Brighton solves urban congestion problem by introducing 'Homocycles'. 'Tug' Buttman head of transport services at Brighton City council claimed that, "We have bicycles, tricycles, and hetero cycles and felt compelled to introduce the Homocycle in order to represent the full spectrum, or cycle of sexuality."
Tugg claims that nothing prepares him more for a hard day at work than a strenuous, early morning workout on the 'pink seat'.
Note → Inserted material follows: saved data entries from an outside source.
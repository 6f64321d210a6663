#[cfg(any(target_os = "linux", target_os = "android"))]
pub(crate) mod epoll;

#[cfg(any(
    target_os = "dragonfly",
    target_os = "freebsd",
    target_os = "ios",
    target_os = "macos",
    target_os = "netbsd",
    target_os = "openbsd"
))]
pub(crate) mod kqueue;

pub(crate) mod poll;
pub(crate) mod select;

/// Starting capacity of a growable kernel event buffer.
#[allow(dead_code)] // Only the epoll/kqueue backends grow buffers.
pub(crate) const DEFAULT_EVENT_CAPACITY: usize = 32;

/// Growable buffers double until this bound.
#[allow(dead_code)]
pub(crate) const MAX_EVENT_CAPACITY: usize = (i32::MAX / 2) as usize;
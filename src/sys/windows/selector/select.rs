use std::io;
use std::sync::Mutex;
use std::time::Duration;

use windows_sys::Win32::Networking::WinSock::{select, FD_SET, FD_SETSIZE, TIMEVAL};

use crate::sys::windows::{RawIo, Waker};
use crate::sys::Event;
use crate::TransportFlags;

/// Socket readiness backend over winsock `select`.
///
/// Winsock's `fd_set` is a counted array of `FD_SETSIZE` (64) sockets, not
/// a bitmap; registering more sockets than fit fails up front. Like the
/// other stateless backends, changes are staged and applied at the top of
/// every call. Hangup is not observable: a peer shutdown surfaces as
/// readability with a zero-byte read.
#[derive(Debug)]
pub(crate) struct Selector {
    entries: Mutex<Vec<SelectEntry>>,
    staged: Mutex<Vec<Change>>,
}

#[derive(Debug, Clone, Copy)]
struct SelectEntry {
    io: RawIo,
    slot: usize,
    flags: TransportFlags,
}

#[derive(Debug)]
enum Change {
    Add {
        io: RawIo,
        slot: usize,
        flags: TransportFlags,
    },
    Update {
        io: RawIo,
        flags: TransportFlags,
    },
    Remove {
        io: RawIo,
    },
}

impl Selector {
    pub(crate) fn new() -> io::Result<Selector> {
        Ok(Selector {
            entries: Mutex::new(Vec::new()),
            staged: Mutex::new(Vec::new()),
        })
    }

    pub(crate) fn register(
        &self,
        io: RawIo,
        slot: usize,
        flags: TransportFlags,
    ) -> io::Result<()> {
        let entries_len = self.entries.lock().unwrap().len();
        let mut staged = self.staged.lock().unwrap();
        let pending_adds = staged
            .iter()
            .filter(|change| matches!(change, Change::Add { .. }))
            .count();
        // Conservative: staged removals are not credited back.
        if entries_len + pending_adds >= FD_SETSIZE as usize {
            return Err(io::Error::new(
                io::ErrorKind::InvalidInput,
                "socket does not fit in an fd_set",
            ));
        }
        staged.push(Change::Add { io, slot, flags });
        Ok(())
    }

    pub(crate) fn reregister(
        &self,
        io: RawIo,
        _slot: usize,
        _old: TransportFlags,
        new: TransportFlags,
    ) -> io::Result<()> {
        self.staged
            .lock()
            .unwrap()
            .push(Change::Update { io, flags: new });
        Ok(())
    }

    pub(crate) fn deregister(&self, io: RawIo, _old: TransportFlags) -> io::Result<()> {
        self.staged.lock().unwrap().push(Change::Remove { io });
        Ok(())
    }

    pub(crate) fn select(
        &self,
        events: &mut Vec<Event>,
        timeout: Option<Duration>,
    ) -> io::Result<()> {
        let mut entries = self.entries.lock().unwrap();
        self.apply_staged(&mut entries);
        if entries.is_empty() {
            return Ok(());
        }

        let mut read_set = empty_fd_set();
        let mut write_set = empty_fd_set();
        for entry in entries.iter() {
            if entry.flags.is_reading() {
                fd_set_insert(&mut read_set, entry.io);
            }
            if entry.flags.is_writing() {
                fd_set_insert(&mut write_set, entry.io);
            }
        }

        let timeval = timeout.map(|to| TIMEVAL {
            tv_sec: to.as_secs() as i32,
            tv_usec: to.subsec_micros() as i32,
        });
        let timeval_ptr = timeval
            .as_ref()
            .map(|tv| tv as *const TIMEVAL)
            .unwrap_or(std::ptr::null());

        let n_events = syscall!(
            SOCKET,
            select(
                0, // nfds is ignored by winsock
                &mut read_set,
                &mut write_set,
                std::ptr::null_mut(),
                timeval_ptr,
            )
        )? as usize;
        if n_events == 0 {
            return Ok(());
        }

        for entry in entries.iter() {
            let readable = fd_set_contains(&read_set, entry.io);
            let writable = fd_set_contains(&write_set, entry.io);
            if readable || writable {
                let mut event = Event::new(entry.slot);
                event.readable = readable;
                event.writable = writable;
                events.push(event);
            }
        }
        Ok(())
    }

    fn apply_staged(&self, entries: &mut Vec<SelectEntry>) {
        let mut staged = self.staged.lock().unwrap();
        for change in staged.drain(..) {
            match change {
                Change::Add { io, slot, flags } => {
                    entries.push(SelectEntry { io, slot, flags });
                }
                Change::Update { io, flags } => {
                    if let Some(entry) = entries.iter_mut().find(|entry| entry.io == io) {
                        entry.flags = flags;
                    }
                }
                Change::Remove { io } => {
                    if let Some(index) = entries.iter().position(|entry| entry.io == io) {
                        entries.swap_remove(index);
                    }
                }
            }
        }
    }

    pub(crate) fn make_waker(&self) -> io::Result<Waker> {
        Ok(Waker)
    }
}

fn empty_fd_set() -> FD_SET {
    FD_SET {
        fd_count: 0,
        fd_array: [0; FD_SETSIZE as usize],
    }
}

fn fd_set_insert(set: &mut FD_SET, io: RawIo) {
    if (set.fd_count as usize) < set.fd_array.len() {
        set.fd_array[set.fd_count as usize] = io as usize;
        set.fd_count += 1;
    }
}

fn fd_set_contains(set: &FD_SET, io: RawIo) -> bool {
    set.fd_array[..set.fd_count as usize]
        .iter()
        .any(|fd| *fd == io as usize)
}
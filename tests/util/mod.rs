// Not all functions are used by all tests.
#![allow(dead_code)]
#![cfg(unix)]

use std::os::unix::io::RawFd;
use std::sync::{Arc, Mutex, Once};
use std::time::Duration;

use iomux::{Error, Listener, Transport};

pub fn init() {
    static INIT: Once = Once::new();

    INIT.call_once(|| {
        env_logger::try_init().expect("unable to initialise logger");
    })
}

pub fn assert_sync<T: Sync>() {}
pub fn assert_send<T: Send>() {}

pub const SHORT: Duration = Duration::from_millis(100);
pub const LONG: Duration = Duration::from_secs(1);

/// What a listener callback reported.
#[derive(Debug, Clone, Copy, PartialEq, Eq)]
pub enum Happened {
    ReadReady,
    WriteReady,
    Hangup,
    Error(i32),
}

/// A listener that records every callback it receives.
#[derive(Debug, Default)]
pub struct Recorder {
    happened: Mutex<Vec<Happened>>,
}

impl Recorder {
    pub fn new() -> Arc<Recorder> {
        Arc::new(Recorder::default())
    }

    /// Returns and clears the recorded callbacks.
    pub fn take(&self) -> Vec<Happened> {
        std::mem::take(&mut *self.happened.lock().unwrap())
    }

    pub fn total(&self) -> usize {
        self.happened.lock().unwrap().len()
    }

    fn push(&self, happened: Happened) {
        self.happened.lock().unwrap().push(happened);
    }
}

impl Listener for Recorder {
    fn on_read_ready(&self, _transport: &Arc<Transport>) {
        self.push(Happened::ReadReady);
    }

    fn on_write_ready(&self, _transport: &Arc<Transport>) {
        self.push(Happened::WriteReady);
    }

    fn on_hangup(&self, _transport: &Arc<Transport>) {
        self.push(Happened::Hangup);
    }

    fn on_error(&self, _transport: &Arc<Transport>, error: Error) {
        self.push(Happened::Error(error.raw_os_error().unwrap_or(0)));
    }
}

/// A pipe whose descriptors are closed on drop unless handed off.
pub struct Pipe {
    pub read: RawFd,
    pub write: RawFd,
}

impl Pipe {
    pub fn new() -> Pipe {
        let mut fds: [libc::c_int; 2] = [-1, -1];
        assert_ne!(
            unsafe { libc::pipe(fds.as_mut_ptr()) },
            -1,
            "pipe(2) failed"
        );
        Pipe {
            read: fds[0],
            write: fds[1],
        }
    }

    /// Hands the read end off to a transport; only the write end is
    /// closed on drop.
    pub fn take_read(&mut self) -> RawFd {
        std::mem::replace(&mut self.read, -1)
    }

    pub fn write_all(&self, data: &[u8]) {
        let n = unsafe {
            libc::write(
                self.write,
                data.as_ptr() as *const libc::c_void,
                data.len(),
            )
        };
        assert_eq!(n, data.len() as isize, "short write on test pipe");
    }

    pub fn close_write(&mut self) {
        if self.write != -1 {
            unsafe { libc::close(self.write) };
            self.write = -1;
        }
    }
}

impl Drop for Pipe {
    fn drop(&mut self) {
        for fd in [self.read, self.write] {
            if fd != -1 {
                unsafe { libc::close(fd) };
            }
        }
    }
}

/// Reads up to `max` bytes from a raw descriptor.
pub fn read_some(fd: RawFd, max: usize) -> Vec<u8> {
    let mut buf = vec![0u8; max];
    let n = unsafe { libc::read(fd, buf.as_mut_ptr() as *mut libc::c_void, buf.len()) };
    assert!(n >= 0, "read failed: {}", std::io::Error::last_os_error());
    buf.truncate(n as usize);
    buf
}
"When I straddle that homocycle in the morning I know that I am helping to make the city a better place and putting some colour in my cheeks. This one piece Lycra outfit supplied with the Homocycle can be so attractive. I shove some Gloria Gaynor on my MP3 and work up a sweat. I find the range of accessories such as cycling cape, skin care pack, and West End musical guide, really useful".
Homos are being given out free to council employees.
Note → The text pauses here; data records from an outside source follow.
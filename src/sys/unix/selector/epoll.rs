use std::io;
use std::os::fd::{AsRawFd, FromRawFd, OwnedFd};
use std::sync::Mutex;
use std::time::Duration;

use libc::{EPOLLERR, EPOLLET, EPOLLHUP, EPOLLIN, EPOLLOUT, EPOLLRDHUP};

use super::{DEFAULT_EVENT_CAPACITY, MAX_EVENT_CAPACITY};
use crate::sys::unix::waker::Waker;
use crate::sys::unix::RawIo;
use crate::sys::{Event, WAKER_SLOT};
use crate::TransportFlags;

/// Readiness backend over `epoll(7)`. The slot index travels through the
/// kernel in `epoll_data.u64`.
#[derive(Debug)]
pub(crate) struct Selector {
    ep: OwnedFd,
    /// Kernel event buffer. `select` is single-flight (the poller's poll
    /// lock), so this mutex is never contended; it only provides interior
    /// mutability for the buffer swap when the batch saturates.
    buffer: Mutex<Vec<libc::epoll_event>>,
    grow: bool,
}

impl Selector {
    pub(crate) fn new(capacity: Option<usize>) -> io::Result<Selector> {
        // SAFETY: `epoll_create1(2)` ensures the fd is valid.
        let ep = unsafe { OwnedFd::from_raw_fd(syscall!(epoll_create1(libc::EPOLL_CLOEXEC))?) };
        Ok(Selector {
            ep,
            buffer: Mutex::new(Vec::with_capacity(
                capacity.unwrap_or(DEFAULT_EVENT_CAPACITY).max(1),
            )),
            grow: capacity.is_none(),
        })
    }

    pub(crate) fn register(
        &self,
        io: RawIo,
        slot: usize,
        flags: TransportFlags,
    ) -> io::Result<()> {
        let mut event = libc::epoll_event {
            events: flags_to_epoll(flags),
            u64: slot as u64,
        };
        syscall!(epoll_ctl(
            self.ep.as_raw_fd(),
            libc::EPOLL_CTL_ADD,
            io,
            &mut event
        ))
        .map(|_| ())
    }

    pub(crate) fn reregister(
        &self,
        io: RawIo,
        slot: usize,
        _old: TransportFlags,
        new: TransportFlags,
    ) -> io::Result<()> {
        // A single MOD rewrites the whole subscription, including the
        // edge-trigger bit.
        let mut event = libc::epoll_event {
            events: flags_to_epoll(new),
            u64: slot as u64,
        };
        syscall!(epoll_ctl(
            self.ep.as_raw_fd(),
            libc::EPOLL_CTL_MOD,
            io,
            &mut event
        ))
        .map(|_| ())
    }

    pub(crate) fn deregister(&self, io: RawIo, _old: TransportFlags) -> io::Result<()> {
        syscall!(epoll_ctl(
            self.ep.as_raw_fd(),
            libc::EPOLL_CTL_DEL,
            io,
            std::ptr::null_mut()
        ))
        .map(|_| ())
    }

    pub(crate) fn select(
        &self,
        events: &mut Vec<Event>,
        timeout: Option<Duration>,
    ) -> io::Result<()> {
        let timeout = timeout
            .map(|to| {
                // `Duration::as_millis` truncates, so round up. This avoids
                // turning sub-millisecond timeouts into a zero timeout,
                // unless the caller explicitly requests that by specifying
                // a zero timeout.
                to.checked_add(Duration::from_nanos(999_999))
                    .unwrap_or(to)
                    .as_millis() as libc::c_int
            })
            .unwrap_or(-1);

        let mut buffer = self.buffer.lock().unwrap();
        buffer.clear();
        let n_events = match syscall!(epoll_wait(
            self.ep.as_raw_fd(),
            buffer.as_mut_ptr(),
            buffer.capacity() as i32,
            timeout,
        )) {
            Ok(n) => n as usize,
            // A signal landed while waiting; report an empty batch.
            Err(ref err) if err.kind() == io::ErrorKind::Interrupted => return Ok(()),
            Err(err) => return Err(err),
        };
        // SAFETY: `epoll_wait` ensures that `n_events` are assigned.
        unsafe { buffer.set_len(n_events) };

        for ev in buffer.iter() {
            events.push(translate(ev));
        }

        // A full batch means there may be more events waiting; give the
        // next drain a larger buffer.
        if self.grow && n_events == buffer.capacity() && buffer.capacity() < MAX_EVENT_CAPACITY {
            let new_capacity = buffer.capacity() * 2;
            buffer.clear();
            buffer.reserve_exact(new_capacity);
        }
        Ok(())
    }

    pub(crate) fn make_waker(&self) -> io::Result<Waker> {
        let (waker, fd) = Waker::new_fd_based()?;
        self.register(fd, WAKER_SLOT, TransportFlags::READING)?;
        Ok(waker)
    }
}

fn flags_to_epoll(flags: TransportFlags) -> u32 {
    let mut kind = 0;

    if flags.is_edge_triggered() {
        kind |= EPOLLET;
    }

    if flags.is_reading() {
        kind |= EPOLLIN | EPOLLRDHUP;
    }

    if flags.is_writing() {
        kind |= EPOLLOUT;
    }

    kind as u32
}

fn translate(ev: &libc::epoll_event) -> Event {
    let bits = ev.events as libc::c_int;
    let mut event = Event::new(ev.u64 as usize);
    event.readable = bits & EPOLLIN != 0;
    event.writable = bits & EPOLLOUT != 0;
    event.hangup = bits & (EPOLLHUP | EPOLLRDHUP) != 0;
    event.error = bits & EPOLLERR != 0;
    event
}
"We are confident that once you've ridden a homo for a month you will not want to go back to four wheels. Two wheels are much better than four for play" claims Brendan Fudgepucker.
"The 'Saphocycle' has been a huge hit with the girls for ages, we think the 'penised' residents of this city are just mimicking our success", claims Dora Clegg, president of 'dikes on bikes'.
"Some technical problems were encountered with the homocycle initiative" claimed Birk Dogarde, head of arts and farces at the city council. "The girls will not ride the pink seat and prefer to go down grasping the handlebars below . The guys are happy to straddle the seat and like getting it 'upright'. It's no big deal, just get a wrench out, slacken some nuts, and stuff the pink seat in your homocycle. If you need help, we come round and stuff it in for you."